別物の魔道具の初めての使い手になったのだもの。
しかも、威力は今実践した通り。
これは相当なお値打ち品よ。
え?
【魔銅】と【魔鉄】と取り扱いの難しい火の属性の素材を使っているの?
あらあ、それはそれは。
いえね、もちろん、お値段は天井知らずに上がっていくわね」
男はとたんに青くなる。しかし、大事そうに槍を抱えている。
もはや、彼にとっては宝物に等しい価値がある。
「あら、大丈夫よお。
ミオちゃんもメイちゃんも事情を汲んでくれるわよ。
なんてったって、優しくて腕の良い錬金術師ですもの。
ちゃんと分割払いで支払いましょうね。
任せておいて。ギルドが間に入って支払いを徴収するわ!」
そんな風にしてあれよあれよという間に話をまとめてしまい、高額の報酬がミオとメイに転がり込んできた。男は分割でギルドに返済していくことになった。

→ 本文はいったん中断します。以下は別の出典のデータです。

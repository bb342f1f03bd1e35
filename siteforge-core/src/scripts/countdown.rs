//! Provides the countdown script and its model.

use crate::scripts::{compact, fill, js_string};

use chrono::{DateTime, Duration, Utc};

/// The identifier of the element which hosts the countdown.
pub const TIMER_ID: &str = "cr-timer";

/// The attribute of the host element holding the ISO-8601 target.
pub const TARGET_ATTRIBUTE: &str = "data-target";

/// The countdown script generator.
#[derive(Clone, Debug, PartialEq, Eq)]
pub struct Countdown {
    /// The target used when the host element has no target attribute, relative to script execution.
    pub fallback: Duration,
    /// The time between renders, in milliseconds.
    pub interval_ms: u32,
}

/// The whole days, hours, minutes and seconds remaining until a target.
#[derive(Clone, Copy, Debug, Default, PartialEq, Eq)]
pub struct Remaining {
    /// Whole days remaining.
    pub days: i64,
    /// Whole hours remaining after the days.
    pub hours: i64,
    /// Whole minutes remaining after the hours.
    pub minutes: i64,
    /// Whole seconds remaining after the minutes.
    pub seconds: i64,
}

impl Default for Countdown {
    fn default() -> Self {
        Self {
            fallback: Duration::days(7),
            interval_ms: 1000,
        }
    }
}

impl Countdown {
    /// Returns the target used when the host element carries none.
    pub fn fallback_target(&self, now: DateTime<Utc>) -> DateTime<Utc> {
        now + self.fallback
    }

    /// Serializes the countdown as script text.
    ///
    /// The script finds the host element, reads its target and renders the remaining time as four labelled
    ///   segments, re-rendering forever. It keeps counting past the target, showing all-zero segments.
    pub fn script(&self) -> String {
        compact(&fill(
            SOURCE,
            &[
                ("TIMER_ID", js_string(TIMER_ID)),
                ("TARGET_ATTRIBUTE", js_string(TARGET_ATTRIBUTE)),
                ("FALLBACK_MS", self.fallback.num_milliseconds().to_string()),
                ("INTERVAL_MS", self.interval_ms.to_string()),
            ],
        ))
    }
}

impl Remaining {
    /// Computes the time remaining from `now` until `target`.
    ///
    /// Every component is clamped at zero, so a target in the past yields all zeros.
    pub fn between(target: DateTime<Utc>, now: DateTime<Utc>) -> Self {
        let ms = (target - now).num_milliseconds().max(0);

        Self {
            days: ms / 86_400_000,
            hours: (ms % 86_400_000) / 3_600_000,
            minutes: (ms % 3_600_000) / 60_000,
            seconds: (ms % 60_000) / 1000,
        }
    }

    /// Returns the four segments, each padded to at least two digits and suffixed with its unit.
    pub fn segments(&self) -> [String; 4] {
        [
            format!("{:02}d", self.days),
            format!("{:02}h", self.hours),
            format!("{:02}m", self.minutes),
            format!("{:02}s", self.seconds),
        ]
    }

    /// Returns the markup the script places inside the host element.
    pub fn to_html(&self) -> String {
        self.segments()
            .iter()
            .map(|segment| format!(r#"<div class="box">{}</div>"#, segment))
            .collect()
    }
}

/// The script source, mirroring [`Remaining::between`] and [`Remaining::to_html`].
const SOURCE: &str = r#"
    (function(){
      var el = document.getElementById(@TIMER_ID@); if (!el) return;
      var iso = el.getAttribute(@TARGET_ATTRIBUTE@);
      var target = iso ? new Date(iso) : new Date(Date.now() + @FALLBACK_MS@);
      var pad = function(n){ return String(n).padStart(2, '0'); };
      function box(v, l){ return '<div class="box">' + pad(v) + l + '</div>'; }
      function tick(){
        var d = Math.max(0, target - new Date());
        var days = Math.floor(d / 86400000);
        var hours = Math.floor((d % 86400000) / 3600000);
        var mins = Math.floor((d % 3600000) / 60000);
        var secs = Math.floor((d % 60000) / 1000);
        el.innerHTML = box(days, 'd') + box(hours, 'h') + box(mins, 'm') + box(secs, 's');
      }
      tick(); setInterval(tick, @INTERVAL_MS@);
    })();
"#;

#[cfg(test)]
mod test {
    use super::*;

    use chrono::TimeZone;

    fn at(s: &str) -> DateTime<Utc> {
        DateTime::parse_from_rfc3339(s).unwrap().with_timezone(&Utc)
    }

    #[test]
    fn remaining_breaks_down_difference() {
        let remaining = Remaining::between(
            at("2030-01-03T04:05:06.900Z"),
            at("2030-01-01T00:00:00.000Z"),
        );

        assert_eq!(
            remaining,
            Remaining {
                days: 2,
                hours: 4,
                minutes: 5,
                seconds: 6
            }
        );
        assert_eq!(remaining.segments(), ["02d", "04h", "05m", "06s"]);
    }

    #[test]
    fn remaining_is_zero_after_target() {
        let now = Utc.with_ymd_and_hms(2030, 1, 1, 0, 0, 0).unwrap();
        let remaining = Remaining::between(now - Duration::seconds(90), now);

        assert_eq!(remaining, Remaining::default());
        assert_eq!(
            remaining.to_html(),
            r#"<div class="box">00d</div><div class="box">00h</div><div class="box">00m</div><div class="box">00s</div>"#
        );
    }

    #[test]
    fn days_are_not_truncated() {
        let now = Utc.with_ymd_and_hms(2030, 1, 1, 0, 0, 0).unwrap();
        let remaining = Remaining::between(now + Duration::days(120), now);

        assert_eq!(remaining.segments()[0], "120d");
    }

    #[test]
    fn fallback_is_seven_days() {
        let now = Utc.with_ymd_and_hms(2030, 1, 1, 0, 0, 0).unwrap();

        assert_eq!(
            Countdown::default().fallback_target(now),
            Utc.with_ymd_and_hms(2030, 1, 8, 0, 0, 0).unwrap()
        );
    }

    #[test]
    fn script_is_filled_and_compact() {
        let script = Countdown::default().script();

        assert!(script.contains(r#"document.getElementById("cr-timer")"#));
        assert!(script.contains(r#"el.getAttribute("data-target")"#));
        assert!(script.contains("Date.now() + 604800000"));
        assert!(script.contains("setInterval(tick, 1000)"));
        assert!(!script.contains('@'));
        assert!(script.lines().all(|line| line == line.trim()));
    }
}
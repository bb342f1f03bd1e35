//! SiteForge: compiles coming-soon page configurations into self-contained HTML documents.

#![warn(missing_docs)]
#![warn(clippy::missing_docs_in_private_items)]

pub mod config;
pub mod document;
pub mod error;
pub mod export;
pub mod scripts;
pub mod timestamp;

#[macro_use]
pub mod templates;

#[cfg(test)]
mod tests;

pub use config::{Align, Config, Escaping, Theme};
pub use error::Error;
pub use templates::{Fragment, RenderContext, Template};

use crate::templates::TemplateRenderer;

define_templates![
    templates::renderers::Liquid,
    templates::renderers::Noir,
    templates::renderers::Neon,
    templates::renderers::Aurora,
    templates::renderers::Split,
    templates::renderers::Terminal,
    templates::renderers::Photo,
    templates::renderers::Poster,
    templates::renderers::Mesh,
];

/// Renders the configuration with the template it selects, returning a complete HTML document.
pub fn render(cfg: &Config) -> Result<String, Error> {
    render_with(cfg, cfg.template)
}

/// Renders the configuration with the given template, ignoring the template selected by the configuration.
pub fn render_with(cfg: &Config, template: Template) -> Result<String, Error> {
    let renderer = renderer(template)?;
    let ctx = RenderContext::new(cfg);
    let fragment = renderer.render(cfg, &ctx);
    let html = document::compile(cfg, &fragment, &ctx);

    document::check(&html, cfg)?;

    Ok(html)
}

/// Looks up the renderer registered for the given template.
pub fn renderer(template: Template) -> Result<&'static dyn TemplateRenderer, Error> {
    TEMPLATE_RENDERERS
        .iter()
        .find(|r| r.template() == template)
        .map(|r| &**r)
        .ok_or_else(|| Error::UnknownTemplate(template.id().to_string()))
}
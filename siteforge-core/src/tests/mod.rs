#[macro_use]
mod r#macro;

use crate::config::{Align, Config, Escaping, Theme};
use crate::scripts::watermark::HOST_ID;
use crate::templates::Template;
use crate::{render, render_with};

use chrono::{DateTime, Utc};

define_template_tests![
    liquid => Template::Liquid,
    noir => Template::Noir,
    neon => Template::Neon,
    aurora => Template::Aurora,
    split => Template::Split,
    terminal => Template::Terminal,
    photo => Template::Photo,
    poster => Template::Poster,
    mesh => Template::Mesh
];

/// Renders one template under a spread of configurations and checks the document invariants of each.
pub struct Testcase {
    template: Template,
    configs: Vec<Config>,
}

impl Testcase {
    pub fn new(template: Template) -> Self {
        let base = Config {
            target: "2030-01-01T00:00:00Z".to_string(),
            template,
            ..Config::default()
        };

        let configs = vec![
            base.clone(),
            Config {
                theme: Theme::Light,
                align: Align::Left,
                ..base.clone()
            },
            Config {
                timer: false,
                show_social: false,
                blob: false,
                noise: false,
                progress_on: true,
                progress: 100,
                ..base.clone()
            },
            Config {
                brand: String::new(),
                headline: String::new(),
                sub: String::new(),
                escaping: Escaping::Full,
                ..base
            },
        ];

        Self { template, configs }
    }

    pub fn run(&self) {
        for cfg in &self.configs {
            let html = render(cfg).unwrap();

            assert!(html.starts_with("<!doctype html>"));
            assert!(html.contains("<h1>"));
            assert!(html.contains(&format!("<html lang=\"en\" data-theme=\"{}\">", cfg.theme)));
            assert_eq!(html.matches(HOST_ID).count(), 1);

            // Rendering is pure.
            assert_eq!(html, render_with(cfg, self.template).unwrap());
        }
    }
}

fn nova() -> Config {
    Config {
        brand: "Nova".to_string(),
        headline: "Back soon".to_string(),
        template: Template::Noir,
        theme: Theme::Light,
        progress_on: true,
        progress: 80,
        target: "2030-01-01T00:00:00Z".to_string(),
        ..Config::default()
    }
}

/// Returns the part of the document between `<head>` and `</head>`.
fn head(html: &str) -> &str {
    let start = html.find("<head>").unwrap() + "<head>".len();
    let end = html.find("</head>").unwrap();
    &html[start..end]
}

#[test]
fn nova_end_to_end() {
    let html = render(&nova()).unwrap();

    assert!(html.contains("data-theme=\"light\""));
    assert!(html.contains("<h1>Back soon</h1>"));
    assert!(html.contains("width:80%"));
    assert!(html.contains(HOST_ID));
    assert!(html.contains("<title>Nova — Coming Soon</title>"));
}

#[test]
fn progress_overlay_follows_flag() {
    let mut cfg = Config {
        template: Template::Liquid,
        progress_on: true,
        progress: 37,
        ..nova()
    };

    let html = render(&cfg).unwrap();
    assert!(html.contains("height:3px;width:37%;"));

    cfg.progress_on = false;
    let html = render(&cfg).unwrap();
    assert!(!html.contains("width:37%"));
    assert!(!html.contains("position:fixed;left:0;bottom:0"));
}

#[test]
fn noir_draws_its_own_progress_line() {
    let cfg = Config {
        progress: 37,
        ..nova()
    };

    assert!(render(&cfg).unwrap().contains(r#"<div class="bar" style="--p:37%"></div>"#));
}

#[test]
fn head_text_cannot_open_tags() {
    let cfg = Config {
        brand: "<script>alert(1)</script>".to_string(),
        sub: "<img src=x onerror=alert(1)>".to_string(),
        ..nova()
    };

    let html = render(&cfg).unwrap();
    let head = head(&html);

    assert!(head.contains("<title>&lt;script>alert(1)&lt;/script> — Coming Soon</title>"));
    assert!(head.contains(r#"content="&lt;img src=x onerror=alert(1)>""#));
    assert!(!head.contains("<script"));
    assert!(!head.contains("<img"));
}

#[test]
fn text_mentioning_the_watermark_host_still_renders() {
    for template in Template::ALL {
        let cfg = Config {
            brand: format!("\"{}\"", HOST_ID),
            headline: format!("Ask us about \"{}\"", HOST_ID),
            sub: HOST_ID.to_string(),
            template,
            ..nova()
        };

        let html = render(&cfg).unwrap();
        assert!(html.contains(&cfg.watermark.script()));
    }
}

#[test]
fn head_escaping_leaves_body_verbatim() {
    let cfg = Config {
        headline: "Back <em>soon</em>".to_string(),
        ..nova()
    };

    assert!(render(&cfg).unwrap().contains("<h1>Back <em>soon</em></h1>"));
}

#[test]
fn full_escaping_covers_body_and_links() {
    let cfg = Config {
        template: Template::Mesh,
        headline: "Back <em>soon</em>".to_string(),
        website: "https://example.com/\" onclick=\"x".to_string(),
        escaping: Escaping::Full,
        ..nova()
    };

    let html = render(&cfg).unwrap();

    assert!(html.contains("<h1>Back &lt;em&gt;soon&lt;/em&gt;</h1>"));
    assert!(html.contains(r#"href="https://example.com/&quot; onclick=&quot;x""#));
}

#[test]
fn unparseable_target_counts_down_to_now() {
    let cfg = Config {
        target: "next tuesday-ish".to_string(),
        ..nova()
    };

    let before = Utc::now();
    let html = render(&cfg).unwrap();

    let start = html.find("data-target=\"").unwrap() + "data-target=\"".len();
    let end = start + html[start..].find('"').unwrap();
    let target = DateTime::parse_from_rfc3339(&html[start..end])
        .unwrap()
        .with_timezone(&Utc);

    assert!((target - before).num_milliseconds().abs() < 1000);
}

#[test]
fn timer_placeholder_follows_flag() {
    let mut cfg = nova();
    assert!(render(&cfg)
        .unwrap()
        .contains(r#"<div id="cr-timer" class="timer" data-target="2030-01-01T00:00:00.000Z"></div>"#));

    cfg.timer = false;
    let html = render(&cfg).unwrap();
    assert!(!html.contains("data-target=\""));
    // The script is still emitted and does nothing without its element.
    assert!(html.contains("getElementById(\"cr-timer\")"));
}

#[test]
fn footer_links_are_a_per_template_policy() {
    let cfg = Config {
        website: "https://nova.example".to_string(),
        show_social: true,
        ..nova()
    };

    for (template, draws_links) in [
        (Template::Liquid, true),
        (Template::Noir, false),
        (Template::Neon, false),
        (Template::Aurora, false),
        (Template::Split, false),
        (Template::Terminal, false),
        (Template::Photo, false),
        (Template::Poster, true),
        (Template::Mesh, true),
    ] {
        let html = render_with(&cfg, template).unwrap();
        assert_eq!(
            html.contains("href=\"https://nova.example\""),
            draws_links,
            "{}",
            template
        );
    }
}

#[test]
fn blob_is_only_drawn_by_liquid() {
    let mut cfg = Config {
        template: Template::Liquid,
        ..nova()
    };

    assert!(render(&cfg).unwrap().contains(r#"<div class="blob"></div>"#));

    cfg.blob = false;
    assert!(!render(&cfg).unwrap().contains(r#"<div class="blob"></div>"#));

    cfg.blob = true;
    cfg.template = Template::Mesh;
    assert!(!render(&cfg).unwrap().contains(r#"<div class="blob"></div>"#));
}

#[test]
fn shell_carries_reduced_motion_and_font() {
    let cfg = Config {
        font_name: "Space Grotesk".to_string(),
        font_url: "https://fonts.example/space.css".to_string(),
        ..nova()
    };

    let html = render(&cfg).unwrap();

    assert!(html.contains("@media (prefers-reduced-motion: reduce)"));
    assert!(html.contains(r#"<link href="https://fonts.example/space.css" rel="stylesheet">"#));
    assert!(html.contains("font-family:Space Grotesk,ui-sans-serif,system-ui;"));
}

#[test]
fn templates_parse_from_identifiers() {
    for template in Template::ALL {
        assert_eq!(template.id().parse::<Template>(), Ok(template));
    }

    assert_eq!(
        "brutalist".parse::<Template>(),
        Err(crate::Error::UnknownTemplate("brutalist".to_string()))
    );
}

#[test]
fn every_template_is_registered() {
    for template in Template::ALL {
        assert_eq!(crate::renderer(template).unwrap().template(), template);
    }
}
//! Provides the `siteforge new` functionality.

use crate::config::git;
use crate::error::SiteForgeError;
use crate::fs;

use clap::ArgMatches;
use include_dir::{include_dir, Dir, DirEntry};

use std::fs::{create_dir, write};
use std::path::{Path, PathBuf};

/// The starter project, built into the binary when compiled.
static STARTER_PROJECT: Dir<'_> = include_dir!("$CARGO_MANIFEST_DIR/starter");

/// The name of the manifest file.
const MANIFEST: &str = "siteforge.toml";

/// Creates a new site with the given arguments.
pub fn new(args: &ArgMatches) -> Result<(), Box<dyn SiteForgeError>> {
    let name = args
        .value_of("name")
        .ok_or_else(|| "missing site name".to_string())?;
    let path = PathBuf::try_from(name).map_err(|_| fs::Error::Write)?;
    let no_git = args.is_present("no-git");

    if path.exists() {
        return Err(format!("destination `{}` already exists", name).into());
    }

    let starter = STARTER_PROJECT
        .get_file(MANIFEST)
        .and_then(|file| file.contents_utf8())
        .ok_or(fs::Error::Read)?;

    create_dir(&path).map_err(|_| fs::Error::Write)?;
    write(path.join(MANIFEST), starter_manifest(starter, name)).map_err(|_| fs::Error::Write)?;

    extract(&path, &STARTER_PROJECT)?;

    if !no_git && !git::init_repository(&format!("./{}", name)) {
        detail!("Skipped", "git repository initialisation");
    }

    log!("Created", "new SiteForge page `{}`", name);

    Ok(())
}

/// Sets the brand of the starter manifest to the name of the new site.
fn starter_manifest(starter: &str, name: &str) -> String {
    let brand = toml::Value::String(name.to_string());

    starter
        .lines()
        .map(|line| {
            if line.starts_with("brand = ") {
                format!("brand = {}\n", brand)
            } else {
                format!("{}\n", line)
            }
        })
        .collect()
}

/// Extracts the embedded directory to the filesystem.
fn extract(root: &Path, dir: &Dir) -> Result<(), fs::Error> {
    for child in dir.entries() {
        match child {
            DirEntry::Dir(dir) => {
                create_dir(root.join(dir.path())).map_err(|_| fs::Error::Write)?;
                extract(root, dir)?
            }
            DirEntry::File(file) => {
                if !file.path().ends_with(MANIFEST) {
                    write(root.join(file.path()), file.contents()).map_err(|_| fs::Error::Write)?
                }
            }
        }
    }

    Ok(())
}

「大丈夫、手数料なんて微々たるものだし、あっちに支払ってもらうから!」
そんな風にミオとメイにはこっそり告げる。
元々、<モウモウの槍>を手に入れるために財産をはたいたと言っていたし、失敗するかもしれないリスクにも躊躇していた。そんな冒険者に高額の支払いを呑ませる手腕たるものや。
「な? 恐ろしくも頼りになるだろう?」
「おじさん、ケイトさんを紹介してくれて、最初のころに手土産を準備するように言ってくれてありがとう」
「ケイトさん、格好良い! でも、敵に回したくない!」
ジェイクとミオとメイはケイトが話をまとめているあいだにこそこそと囁き合った。